Written By Steve Friess on March 14, 2023 - Last Updated on March 23, 2023
March Madness bracket advice from Elaine Wynn

The billionaire Elaine Wynn is many things. Co-creator of three of the most revolutionary casino-resorts in American history, the Mirage, Bellagio and Wynn Las Vegas. Education activist. Patron of the arts and sciences. Style icon. Grandma. Divorcee. Globe trotter.

But for our purposes today, the 80-year-old is another crazed basketball fan looking ahead with some relish to a few weeks of March Madness. And since this week we’re all grabbing and gleaning our NCAA bracket advice from anywhere we can get it, she’s eager to offer up her observations of 2023.

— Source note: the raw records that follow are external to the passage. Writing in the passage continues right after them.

//! Incremental sync engine for the Sage Intacct source.
//!
//! This crate turns the gateway's query operations into record streams:
//! - Paged query execution with continuation tokens
//! - Entity resolution (selected ids or discovered entities)
//! - Time slicing with a lookback window over the last cursor
//! - Per-entity cursor state, checkpointed after every slice
//! - A parent read path for child objects that reject cursor filters
//! - Schema inference and the source facade (`check`, `discover`, `read`)
//!
//! # Example
//!
//! ```no_run
//! use intacct_sync::{ConfiguredCatalog, IntacctSource, SourceConfig, SourceMessage, SourceState};
//!
//! # async fn run(raw: serde_json::Value) -> intacct_sync::SyncResult<()> {
//! let config = SourceConfig::from_value(raw)?;
//! let source = IntacctSource::new(config)?;
//! let catalog = ConfiguredCatalog::all(source.streams());
//! let mut messages: Vec<SourceMessage> = Vec::new();
//! source.read(&catalog, &SourceState::new(), &mut messages).await?;
//! # Ok(())
//! # }
//! ```

pub mod catalog;
mod config;
mod engine;
mod entities;
mod error;
mod executor;
pub mod fallback;
pub mod message;
pub mod schema;
mod slicing;
mod source;
mod state;

pub use catalog::{
    CURSOR_FIELD, Catalog, CatalogStream, ConfiguredCatalog, ConfiguredStream, ENTITY_FIELD,
    PARENT_FALLBACKS, PRIMARY_KEY, ParentFallback, StreamDefinition, SyncMode, build_streams,
};
pub use config::{EntitiesMode, SourceConfig, connection_specification};
pub use engine::{EntityPhase, StreamReader, UNFILTERED_QUERY, prepare_record};
pub use entities::EntityResolver;
pub use error::{SyncError, SyncResult};
pub use executor::{Page, Pager, QueryExecutor, QuerySpec};
pub use message::{ConnectionStatus, LogLevel, MessageSink, SourceMessage};
pub use slicing::{TimeSlice, compute_start, generate_slices};
pub use source::{IntacctSource, ReadSummary};
pub use state::{EntityCursor, SourceState, StreamState};
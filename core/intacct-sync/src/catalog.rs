//! Stream catalog: which objects are synced and how.

use crate::config::SourceConfig;
use serde::{Deserialize, Serialize};
use serde_json::Value;

/// Record identifier field.
pub const PRIMARY_KEY: &str = "RECORDNO";
/// Modification-time cursor field.
pub const CURSOR_FIELD: &str = "WHENMODIFIED";
/// Field stamped on every record with the entity it was read under.
pub const ENTITY_FIELD: &str = "entity_id";

/// How a stream is read.
#[derive(Debug, Clone, Copy, PartialEq, Eq, Serialize, Deserialize)]
#[serde(rename_all = "snake_case")]
pub enum SyncMode {
    /// Every record on every run.
    FullRefresh,
    /// Only records modified since the stored cursor.
    Incremental,
}

/// A child object whose modification time cannot be filtered on, and the
/// parent it is read through instead.
#[derive(Debug, Clone, Copy, PartialEq, Eq)]
pub struct ParentFallback {
    /// Object whose queries reject the cursor filter.
    pub child: &'static str,
    /// Object that embeds the child collection.
    pub parent: &'static str,
    /// Field stamped on each extracted child with the parent's key.
    pub parent_key_field: &'static str,
}

/// Objects known to need the parent read path.
pub const PARENT_FALLBACKS: &[ParentFallback] = &[ParentFallback {
    child: "ARINVOICEITEM",
    parent: "ARINVOICE",
    parent_key_field: "INVOICE_RECORDNO",
}];

/// Looks up the fallback for an object.
pub fn parent_fallback(object: &str) -> Option<&'static ParentFallback> {
    PARENT_FALLBACKS.iter().find(|f| f.child == object)
}

/// One stream in the catalog.
#[derive(Debug, Clone, PartialEq, Eq)]
pub struct StreamDefinition {
    /// Stream name as exposed to consumers.
    pub name: String,
    /// Gateway object queried.
    pub object: String,
    /// Whether the stream supports cursor-driven reads.
    pub incremental: bool,
    /// Clause ANDed into every query of this stream.
    pub static_filter: Option<String>,
}

impl StreamDefinition {
    /// A stream with no static filter.
    pub fn new(name: &str, object: &str, incremental: bool) -> Self {
        Self {
            name: name.to_string(),
            object: object.to_string(),
            incremental,
            static_filter: None,
        }
    }

    /// Adds a static filter.
    pub fn with_filter(mut self, filter: impl Into<String>) -> Self {
        self.static_filter = Some(filter.into());
        self
    }

    /// Supported sync modes, full refresh first.
    pub fn sync_modes(&self) -> Vec<SyncMode> {
        if self.incremental {
            vec![SyncMode::FullRefresh, SyncMode::Incremental]
        } else {
            vec![SyncMode::FullRefresh]
        }
    }

    /// Fallback route for this stream's object, if it has one.
    pub fn fallback(&self) -> Option<&'static ParentFallback> {
        parent_fallback(&self.object)
    }

    /// Schema used when nothing better can be inferred.
    pub fn base_schema(&self) -> Value {
        serde_json::json!({
            "type": "object",
            "properties": {
                ENTITY_FIELD: {"type": ["string", "null"]},
                PRIMARY_KEY: {"type": ["string", "integer", "null"]},
                CURSOR_FIELD: {"type": ["string", "null"]},
            },
            "additionalProperties": true,
        })
    }
}

/// Builds a document-type filter, doubling embedded quotes.
pub fn docparid_filter(docparid: &str) -> String {
    format!("DOCPARID = '{}'", docparid.replace('\'', "''"))
}

/// Every stream the source offers, in catalog order.
pub fn build_streams(config: &SourceConfig) -> Vec<StreamDefinition> {
    let invoice = docparid_filter(&config.oe_invoice_docparid);
    let order = docparid_filter(&config.oe_order_docparid);

    vec![
        StreamDefinition::new("gl_journals", "GLJOURNAL", false),
        StreamDefinition::new("gl_batches", "GLBATCH", true),
        StreamDefinition::new("gl_entries", "GLENTRY", true),
        StreamDefinition::new("gl_detail", "GLDETAIL", true),
        StreamDefinition::new("customers", "CUSTOMER", true),
        StreamDefinition::new("ar_invoices", "ARINVOICE", true),
        StreamDefinition::new("ar_invoice_items", "ARINVOICEITEM", true),
        StreamDefinition::new("oe_invoices", "SODOCUMENT", true).with_filter(invoice.clone()),
        StreamDefinition::new("oe_invoice_lines", "SODOCUMENTENTRY", true)
            .with_filter(invoice.clone()),
        StreamDefinition::new("orders", "SODOCUMENT", true).with_filter(order.clone()),
        StreamDefinition::new("order_lines", "SODOCUMENTENTRY", true).with_filter(order.clone()),
        StreamDefinition::new("subtotals", "SODOCUMENTSUBTOTALS", true).with_filter(invoice),
        StreamDefinition::new("so_subtotals", "SODOCUMENTSUBTOTALS", true).with_filter(order),
    ]
}

/// A stream as advertised by discovery.
#[derive(Debug, Clone, PartialEq, Serialize, Deserialize)]
pub struct CatalogStream {
    pub name: String,
    pub json_schema: Value,
    pub supported_sync_modes: Vec<SyncMode>,
    #[serde(default)]
    pub source_defined_cursor: bool,
    #[serde(default, skip_serializing_if = "Vec::is_empty")]
    pub default_cursor_field: Vec<String>,
    #[serde(default, skip_serializing_if = "Vec::is_empty")]
    pub source_defined_primary_key: Vec<Vec<String>>,
}

impl CatalogStream {
    /// Advertises a stream with the given schema.
    pub fn from_definition(definition: &StreamDefinition, json_schema: Value) -> Self {
        Self {
            name: definition.name.clone(),
            json_schema,
            supported_sync_modes: definition.sync_modes(),
            source_defined_cursor: definition.incremental,
            default_cursor_field: if definition.incremental {
                vec![CURSOR_FIELD.to_string()]
            } else {
                Vec::new()
            },
            source_defined_primary_key: vec![vec![PRIMARY_KEY.to_string()]],
        }
    }
}

/// Discovery output.
#[derive(Debug, Clone, Default, PartialEq, Serialize, Deserialize)]
pub struct Catalog {
    pub streams: Vec<CatalogStream>,
}

/// Reference to a stream inside a configured catalog.
#[derive(Debug, Clone, PartialEq, Eq, Serialize, Deserialize)]
pub struct StreamRef {
    pub name: String,
}

/// A stream the caller asked to read, and how.
#[derive(Debug, Clone, PartialEq, Eq, Serialize, Deserialize)]
pub struct ConfiguredStream {
    pub stream: StreamRef,
    pub sync_mode: SyncMode,
}

impl ConfiguredStream {
    /// Creates a configured stream.
    pub fn new(name: impl Into<String>, sync_mode: SyncMode) -> Self {
        Self {
            stream: StreamRef { name: name.into() },
            sync_mode,
        }
    }
}

/// The streams selected for a read.
#[derive(Debug, Clone, Default, PartialEq, Eq, Serialize, Deserialize)]
pub struct ConfiguredCatalog {
    pub streams: Vec<ConfiguredStream>,
}

impl ConfiguredCatalog {
    /// Selects every stream in its most capable mode.
    pub fn all(definitions: &[StreamDefinition]) -> Self {
        let streams = definitions
            .iter()
            .map(|d| {
                let mode = if d.incremental {
                    SyncMode::Incremental
                } else {
                    SyncMode::FullRefresh
                };
                ConfiguredStream::new(d.name.clone(), mode)
            })
            .collect();
        Self { streams }
    }
}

Read more from the State of Play column:

Elaine Wynn NCAA basketball March Madness Duke fan crowd

Wynn’s long history in the basketball world

OK, Wynn isn’t just a fan. She has long sat on the board of governors of the Naismith Memorial Basketball Hall of Fame. For decades, she’s sat courtside to cheer on her close friends, now-retired Duke head coach Mike Krzyzewski and his wife Mickie Marsh, whenever the Blue Devils made it to Sweet Sixteen and beyond. “I’ve been to all their victories,” she tells me. “I used to sit with Mickie. Then she started having her grandchildren sit next to her and I sat behind her. I was the coach’s wife whisperer.”

Wynn made fast friends with Coach K after Duke bounced the No. 1-ranked UNLV Runnin’ Rebels in the 1991 semi-finals to end her hometown team’s bid for a repeat NCAA championship. She had admired his poise when Duke lost to UNLV the year before and invited him to stay at the Mirage; he didn’t accept until after Duke dethroned UNLV the following year. (UNLV devolved in scandal the next year and was rarely a factor in March after that, freeing Wynn to pledge her allegiance without betraying the school whose board she once sat on.)

Even with Coach K not on the Duke sidelines (and in AFLAC ads) this year for the first time, she’s excited about the games to come. “Basketball is always going to be a passion of mine,” she says. “I love the game. I love the sport. And I love more than one coach. You know, I know a lot of the guys and just have had a long history in that world.”

Brackets, not NCAA bets, for Wynn

So let’s get down to it. What’s interesting about this year?

“It’s a fascinating year. There’s a lot of parity. It’s not the usual suspects. It’s not being dominated by the Kentuckys and the North Carolinas of the world. That gives other people a chance to share the wealth. And that’s fun.”

Indeed, when we spoke, the March Madness brackets had yet to be announced but it seemed clear my hometown Michigan Wolverines wouldn’t be in it this time but, amazingly, my alma mater Northwestern Wildcats would. Parity indeed.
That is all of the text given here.